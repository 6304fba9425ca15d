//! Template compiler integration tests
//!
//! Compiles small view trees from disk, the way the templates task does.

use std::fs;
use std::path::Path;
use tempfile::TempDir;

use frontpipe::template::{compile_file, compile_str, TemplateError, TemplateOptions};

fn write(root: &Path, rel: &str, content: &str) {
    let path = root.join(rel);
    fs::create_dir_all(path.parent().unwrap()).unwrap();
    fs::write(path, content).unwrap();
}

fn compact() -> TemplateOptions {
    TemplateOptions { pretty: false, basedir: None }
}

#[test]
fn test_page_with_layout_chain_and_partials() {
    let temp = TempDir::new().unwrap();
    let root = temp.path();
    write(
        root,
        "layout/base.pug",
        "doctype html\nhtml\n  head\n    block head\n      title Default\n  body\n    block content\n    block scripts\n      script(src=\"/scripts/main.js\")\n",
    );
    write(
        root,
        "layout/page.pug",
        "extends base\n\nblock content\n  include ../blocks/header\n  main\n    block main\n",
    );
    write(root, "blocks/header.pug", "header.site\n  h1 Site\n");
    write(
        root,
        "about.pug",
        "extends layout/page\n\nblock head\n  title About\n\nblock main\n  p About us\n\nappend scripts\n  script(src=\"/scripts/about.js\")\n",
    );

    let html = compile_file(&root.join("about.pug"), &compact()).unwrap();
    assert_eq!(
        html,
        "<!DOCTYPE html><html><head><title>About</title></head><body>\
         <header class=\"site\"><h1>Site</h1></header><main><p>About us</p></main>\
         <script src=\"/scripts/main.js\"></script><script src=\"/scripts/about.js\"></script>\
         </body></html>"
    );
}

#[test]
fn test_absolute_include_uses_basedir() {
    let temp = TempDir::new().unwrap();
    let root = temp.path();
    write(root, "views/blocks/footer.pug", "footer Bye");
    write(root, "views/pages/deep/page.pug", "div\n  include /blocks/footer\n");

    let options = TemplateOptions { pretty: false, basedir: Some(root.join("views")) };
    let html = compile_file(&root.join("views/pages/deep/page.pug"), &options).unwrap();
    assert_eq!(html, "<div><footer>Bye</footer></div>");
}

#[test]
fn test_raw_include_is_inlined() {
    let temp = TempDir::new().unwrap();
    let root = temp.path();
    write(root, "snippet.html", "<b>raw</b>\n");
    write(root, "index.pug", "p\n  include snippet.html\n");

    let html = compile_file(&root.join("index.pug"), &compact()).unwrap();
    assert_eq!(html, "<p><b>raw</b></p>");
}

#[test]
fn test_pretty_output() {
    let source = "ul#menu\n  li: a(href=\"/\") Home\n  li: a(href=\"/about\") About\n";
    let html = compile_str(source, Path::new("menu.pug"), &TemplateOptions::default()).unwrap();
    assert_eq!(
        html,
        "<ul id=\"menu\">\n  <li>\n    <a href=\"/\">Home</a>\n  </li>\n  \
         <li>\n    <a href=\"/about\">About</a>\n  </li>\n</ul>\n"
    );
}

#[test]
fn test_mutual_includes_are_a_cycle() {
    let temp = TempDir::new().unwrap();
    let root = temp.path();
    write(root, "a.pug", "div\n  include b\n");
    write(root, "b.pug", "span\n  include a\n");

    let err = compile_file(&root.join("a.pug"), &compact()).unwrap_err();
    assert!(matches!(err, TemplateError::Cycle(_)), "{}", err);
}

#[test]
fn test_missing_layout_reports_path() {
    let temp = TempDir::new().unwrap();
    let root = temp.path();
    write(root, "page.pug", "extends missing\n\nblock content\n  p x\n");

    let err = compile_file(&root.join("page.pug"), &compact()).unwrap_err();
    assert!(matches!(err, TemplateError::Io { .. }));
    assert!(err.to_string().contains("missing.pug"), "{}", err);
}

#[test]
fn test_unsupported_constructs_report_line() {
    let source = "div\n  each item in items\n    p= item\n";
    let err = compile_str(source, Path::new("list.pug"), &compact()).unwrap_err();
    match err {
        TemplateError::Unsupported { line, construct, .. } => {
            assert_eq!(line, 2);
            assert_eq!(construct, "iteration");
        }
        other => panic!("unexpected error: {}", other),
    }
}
■ ■ ■ ■ ■
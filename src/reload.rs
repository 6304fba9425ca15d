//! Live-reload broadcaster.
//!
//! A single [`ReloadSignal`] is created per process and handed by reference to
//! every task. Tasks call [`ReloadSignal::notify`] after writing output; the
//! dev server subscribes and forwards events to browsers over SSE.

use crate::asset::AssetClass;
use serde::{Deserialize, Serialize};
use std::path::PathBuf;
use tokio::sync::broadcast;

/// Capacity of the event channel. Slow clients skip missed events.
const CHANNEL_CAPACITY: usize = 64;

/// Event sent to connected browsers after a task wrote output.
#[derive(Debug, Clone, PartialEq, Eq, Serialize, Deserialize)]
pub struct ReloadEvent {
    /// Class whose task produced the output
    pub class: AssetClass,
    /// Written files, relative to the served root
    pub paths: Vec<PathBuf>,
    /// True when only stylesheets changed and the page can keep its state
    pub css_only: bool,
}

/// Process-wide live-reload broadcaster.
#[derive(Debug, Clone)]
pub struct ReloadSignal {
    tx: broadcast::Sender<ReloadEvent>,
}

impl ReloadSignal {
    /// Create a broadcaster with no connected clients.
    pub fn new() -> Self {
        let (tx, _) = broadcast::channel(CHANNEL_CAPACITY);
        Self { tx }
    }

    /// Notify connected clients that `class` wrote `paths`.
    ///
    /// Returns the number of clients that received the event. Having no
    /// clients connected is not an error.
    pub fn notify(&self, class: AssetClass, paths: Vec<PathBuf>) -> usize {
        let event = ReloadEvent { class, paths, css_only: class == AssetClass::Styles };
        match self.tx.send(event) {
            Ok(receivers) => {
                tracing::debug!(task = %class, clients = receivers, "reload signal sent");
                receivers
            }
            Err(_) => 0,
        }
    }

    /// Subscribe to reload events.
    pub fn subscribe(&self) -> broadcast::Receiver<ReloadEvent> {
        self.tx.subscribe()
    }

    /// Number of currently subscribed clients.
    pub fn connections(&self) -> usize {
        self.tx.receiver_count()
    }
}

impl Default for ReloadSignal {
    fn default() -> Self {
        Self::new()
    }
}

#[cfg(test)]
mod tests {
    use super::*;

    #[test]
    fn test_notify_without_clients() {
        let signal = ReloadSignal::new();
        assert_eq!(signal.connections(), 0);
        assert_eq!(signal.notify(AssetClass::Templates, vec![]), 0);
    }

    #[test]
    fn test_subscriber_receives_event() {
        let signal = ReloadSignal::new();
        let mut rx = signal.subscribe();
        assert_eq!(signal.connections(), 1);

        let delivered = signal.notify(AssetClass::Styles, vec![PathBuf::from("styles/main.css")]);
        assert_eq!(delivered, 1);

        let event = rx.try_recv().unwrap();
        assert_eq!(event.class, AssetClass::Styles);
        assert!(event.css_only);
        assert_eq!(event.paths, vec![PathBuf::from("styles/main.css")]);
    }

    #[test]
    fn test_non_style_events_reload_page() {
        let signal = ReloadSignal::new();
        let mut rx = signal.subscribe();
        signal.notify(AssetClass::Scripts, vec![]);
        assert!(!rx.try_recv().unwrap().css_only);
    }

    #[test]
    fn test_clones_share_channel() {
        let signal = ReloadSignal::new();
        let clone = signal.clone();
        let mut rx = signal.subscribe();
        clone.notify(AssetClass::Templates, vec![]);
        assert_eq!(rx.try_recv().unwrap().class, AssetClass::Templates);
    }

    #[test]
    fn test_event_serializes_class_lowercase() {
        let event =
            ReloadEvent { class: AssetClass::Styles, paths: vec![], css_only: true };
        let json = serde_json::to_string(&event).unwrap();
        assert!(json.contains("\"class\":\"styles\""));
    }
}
■ ■ ■ ■ ■
[What the exercise asks] Where the data above reaches the line holding "pub fn notify(&self, class: AssetClass, paths: Vec<PathBuf>)", begin printing, and stop after the line holding "tracing::debug!(task = %class, clients". Each line must be reproduced exactly, with nothing else added.

[Solution below]
    pub fn notify(&self, class: AssetClass, paths: Vec<PathBuf>) -> usize {
        let event = ReloadEvent { class, paths, css_only: class == AssetClass::Styles };
        match self.tx.send(event) {
            Ok(receivers) => {
                tracing::debug!(task = %class, clients = receivers, "reload signal sent");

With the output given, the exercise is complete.